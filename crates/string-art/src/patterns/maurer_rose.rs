//! Maurer rose: a closed walk over points of the rose curve `r = sin(nθ)`,
//! stepping `d` degrees at a time.

use std::sync::Arc;

use crate::color::{color_controls, colorize};
use crate::config::{Config, ControlConfig};
use crate::engine::{PatternDefinition, PatternError};
use crate::geometry::{Dimensions, PI2, Point};
use crate::nails::{NailKey, NailsSetter};
use crate::shapes::ShapeError;
use crate::steps::{Step, Steps};

use super::util::{inner_radius, margin_control, rotation, rotation_control};

#[derive(Debug, Clone, Copy, Default)]
pub struct MaurerRose;

/// The walk's points, in threading order.
#[derive(Debug, Clone, PartialEq)]
pub struct RoseWalk {
    pub points: Vec<Point>,
}

impl RoseWalk {
    pub fn new(n: f64, degrees: f64, count: usize, center: Point, radius: f64, rotation: f64) -> Self {
        let points = (0..count)
            .map(|k| {
                let theta = (k as f64 * degrees).to_radians();
                let r = radius * (n * theta).sin();
                let angle = theta + rotation * PI2;
                Point::new(center.x + r * angle.sin(), center.y - r * angle.cos())
            })
            .collect();
        Self { points }
    }
}

impl PatternDefinition for MaurerRose {
    type Calc = RoseWalk;

    fn id(&self) -> &'static str {
        "maurer_rose"
    }

    fn name(&self) -> &'static str {
        "Maurer Rose"
    }

    fn controls(&self) -> Vec<ControlConfig> {
        vec![
            ControlConfig::range("n", "Petals (n)", 4.0, 1.0, 12.0, 1.0).structural(),
            ControlConfig::range("degrees", "Step angle (d)", 29.0, 1.0, 359.0, 1.0).structural(),
            ControlConfig::range("points", "Points", 360.0, 36.0, 720.0, 1.0)
                .structural()
                .affects_step_count(),
            margin_control(),
            rotation_control(),
            color_controls(),
        ]
    }

    fn get_calc(&self, config: &Config, size: Dimensions) -> Result<RoseWalk, PatternError> {
        let count = config.count("points");
        if count < 2 {
            return Err(ShapeError::TooFewNails { shape: "maurer rose", min: 2, got: count }.into());
        }
        let radius = inner_radius(config, size);
        if radius.is_nan() || radius <= 0.0 {
            return Err(ShapeError::EmptySize { shape: "maurer rose" }.into());
        }
        Ok(RoseWalk::new(
            config.number("n"),
            config.number("degrees"),
            count,
            size.center(),
            radius,
            rotation(config),
        ))
    }

    fn draw_nails(&self, calc: &RoseWalk, nails: &mut dyn NailsSetter) {
        for (k, point) in calc.points.iter().enumerate() {
            nails.add_nail(NailKey::Number(k), *point);
        }
    }

    fn draw_strings(&self, calc: Arc<RoseWalk>, config: &Config) -> Steps {
        let count = calc.points.len();
        let steps = (1..=count).map(move |k| {
            let to = k % count;
            if k == 1 {
                Step::line(0usize, to)
            } else {
                Step::to(to)
            }
        });
        colorize(config, steps, self.get_step_count(config))
    }

    fn get_step_count(&self, config: &Config) -> usize {
        config.count("points")
    }

    fn get_nail_count(&self, config: &Config) -> usize {
        config.count("points")
    }
}

#[cfg(test)]
mod tests {
    use super::*;
    use crate::patterns::testing::check_counts;

    #[test]
    fn counts_match() {
        check_counts(MaurerRose, &Config::new());
        check_counts(MaurerRose, &Config::new().with("n", 7.0).with("degrees", 19.0).with("points", 100.0));
    }

    #[test]
    fn walk_starts_at_the_center() {
        let walk = RoseWalk::new(4.0, 29.0, 10, Point::new(50.0, 50.0), 40.0, 0.0);
        assert_eq!(walk.points.len(), 10);
        assert!(walk.points[0].distance(Point::new(50.0, 50.0)) < 1e-9);
    }
}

=======

Exercise. Copy out the entire material verbatim.

Solution to the problem.
filename crates/string-art/src/patterns/maurer_rose.rs
//! Maurer rose: a closed walk over points of the rose curve `r = sin(nθ)`,
//! stepping `d` degrees at a time.

use std::sync::Arc;

use crate::color::{color_controls, colorize};
use crate::config::{Config, ControlConfig};
use crate::engine::{PatternDefinition, PatternError};
use crate::geometry::{Dimensions, PI2, Point};
use crate::nails::{NailKey, NailsSetter};
use crate::shapes::ShapeError;
use crate::steps::{Step, Steps};

use super::util::{inner_radius, margin_control, rotation, rotation_control};

#[derive(Debug, Clone, Copy, Default)]
pub struct MaurerRose;

/// The walk's points, in threading order.
#[derive(Debug, Clone, PartialEq)]
pub struct RoseWalk {
    pub points: Vec<Point>,
}

impl RoseWalk {
    pub fn new(n: f64, degrees: f64, count: usize, center: Point, radius: f64, rotation: f64) -> Self {
        let points = (0..count)
            .map(|k| {
                let theta = (k as f64 * degrees).to_radians();
                let r = radius * (n * theta).sin();
                let angle = theta + rotation * PI2;
                Point::new(center.x + r * angle.sin(), center.y - r * angle.cos())
            })
            .collect();
        Self { points }
    }
}

impl PatternDefinition for MaurerRose {
    type Calc = RoseWalk;

    fn id(&self) -> &'static str {
        "maurer_rose"
    }

    fn name(&self) -> &'static str {
        "Maurer Rose"
    }

    fn controls(&self) -> Vec<ControlConfig> {
        vec![
            ControlConfig::range("n", "Petals (n)", 4.0, 1.0, 12.0, 1.0).structural(),
            ControlConfig::range("degrees", "Step angle (d)", 29.0, 1.0, 359.0, 1.0).structural(),
            ControlConfig::range("points", "Points", 360.0, 36.0, 720.0, 1.0)
                .structural()
                .affects_step_count(),
            margin_control(),
            rotation_control(),
            color_controls(),
        ]
    }

    fn get_calc(&self, config: &Config, size: Dimensions) -> Result<RoseWalk, PatternError> {
        let count = config.count("points");
        if count < 2 {
            return Err(ShapeError::TooFewNails { shape: "maurer rose", min: 2, got: count }.into());
        }
        let radius = inner_radius(config, size);
        if radius.is_nan() || radius <= 0.0 {
            return Err(ShapeError::EmptySize { shape: "maurer rose" }.into());
        }
        Ok(RoseWalk::new(
            config.number("n"),
            config.number("degrees"),
            count,
            size.center(),
            radius,
            rotation(config),
        ))
    }

    fn draw_nails(&self, calc: &RoseWalk, nails: &mut dyn NailsSetter) {
        for (k, point) in calc.points.iter().enumerate() {
            nails.add_nail(NailKey::Number(k), *point);
        }
    }

    fn draw_strings(&self, calc: Arc<RoseWalk>, config: &Config) -> Steps {
        let count = calc.points.len();
        let steps = (1..=count).map(move |k| {
            let to = k % count;
            if k == 1 {
                Step::line(0usize, to)
            } else {
                Step::to(to)
            }
        });
        colorize(config, steps, self.get_step_count(config))
    }

    fn get_step_count(&self, config: &Config) -> usize {
        config.count("points")
    }

    fn get_nail_count(&self, config: &Config) -> usize {
        config.count("points")
    }
}

#[cfg(test)]
mod tests {
    use super::*;
    use crate::patterns::testing::check_counts;

    #[test]
    fn counts_match() {
        check_counts(MaurerRose, &Config::new());
        check_counts(MaurerRose, &Config::new().with("n", 7.0).with("degrees", 19.0).with("points", 100.0));
    }

    #[test]
    fn walk_starts_at_the_center() {
        let walk = RoseWalk::new(4.0, 29.0, 10, Point::new(50.0, 50.0), 40.0, 0.0);
        assert_eq!(walk.points.len(), 10);
        assert!(walk.points[0].distance(Point::new(50.0, 50.0)) < 1e-9);
    }
}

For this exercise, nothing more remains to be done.